On March 5, 2026, the U.S. Department of Health and Human Services’ Office for Civil Rights announced a HIPAA settlement with MMG Fusion, LLC — a Maryland-based dental software company — following a breach that exposed the protected health information of approximately 15 million individuals. The financial penalty in the settlement: $10,000.
That figure is not an error. MMG Fusion is no longer an operating company. The $10,000 represents what OCR could realistically recover from a dissolved business associate, not what a functioning company would have paid for a breach of this scale. For comparison, OCR settled the Change Healthcare breach — which affected a larger number of individuals — for $10 million. The discrepancy is a function of corporate continuity, not regulatory intent.
The MMG Fusion settlement is worth examining not for the penalty amount but for what it reveals about a structural gap in healthcare vendor risk management: the assumption that a business associate agreement provides ongoing protection, when the protection it offers depends entirely on the business associate remaining solvent and operational.

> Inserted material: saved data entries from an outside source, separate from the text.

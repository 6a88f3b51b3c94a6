//! Two-party token escrow with crank-driven automatic refunds
//!
//! This crate implements the escrow program and the client side around it:
//! - `processor`: the escrow state machine (make, take, refund)
//! - `cranker`: an incentivized executor for matured refund tasks
//! - `node`: high-level API that derives addresses and allocates task slots
//! - `settings` and `telemetry`: configuration loading and tracing setup
//!
//! Refunds are scheduled on the task queue from `escrow-queue` in the same
//! transaction that creates the escrow.

pub mod cranker;
pub mod instruction;
pub mod node;
pub mod processor;
pub mod settings;
pub mod state;
pub mod telemetry;

use escrow_core::{ProgramRegistry, Pubkey};
use escrow_queue::TaskQueueProgram;
use std::sync::Arc;

pub use cranker::{CrankOutcome, Cranker, CrankerConfig};
pub use node::{EscrowInfo, EscrowNode, EscrowNodeConfig, EscrowStatus, MadeEscrow, MakeEscrowRequest};
pub use processor::EscrowProgram;
pub use settings::Settings;
pub use state::Escrow;

pub const ESCROW_PROGRAM_ID: Pubkey =
    Pubkey::from_str_const("3guFRQANk2kcU4LQVekbw7T8iF1jts85FDuz8JzQEjvp");

/// Registry with the escrow and task queue programs
pub fn program_registry() -> ProgramRegistry {
    ProgramRegistry::new()
        .with_program(Arc::new(EscrowProgram::new()))
        .with_program(Arc::new(TaskQueueProgram::new()))
}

The Breach and How It Happened
In December 2020, an unauthorized actor accessed MMG Fusion’s information systems and obtained protected health information belonging to approximately 15 million patients of dental practices that used MMG Fusion’s software. The compromised data included names, phone numbers, mailing addresses, email addresses, dates of birth, and records of medical appointment scheduling — the kind of demographic and contact information that enables phishing, social engineering, and identity fraud at scale.
MMG Fusion operated as a business associate to hundreds of dental practices across the country. The company provided practice management software and related services, processing appointment and patient records on behalf of its covered entity clients. The dental practices were the covered entities; MMG Fusion was the vendor processing their patients’ PHI.
OCR’s investigation found that MMG Fusion had committed multiple violations across the HIPAA Privacy, Security, and Breach Notification Rules:
Impermissible disclosure of PHI. The unauthorized actor’s access to 15 million patients’ records constituted an impermissible disclosure under HIPAA’s Privacy Rule. The company failed to implement safeguards sufficient to prevent this access.
Failure to conduct an adequate risk analysis. As in the vast majority of HIPAA enforcement cases, OCR found that MMG Fusion had not performed a thorough and accurate assessment of the risks and vulnerabilities to the ePHI it held. This is the foundational Security Rule requirement — it must precede and inform all other security controls — and its absence is consistently the predicate violation in OCR breach investigations.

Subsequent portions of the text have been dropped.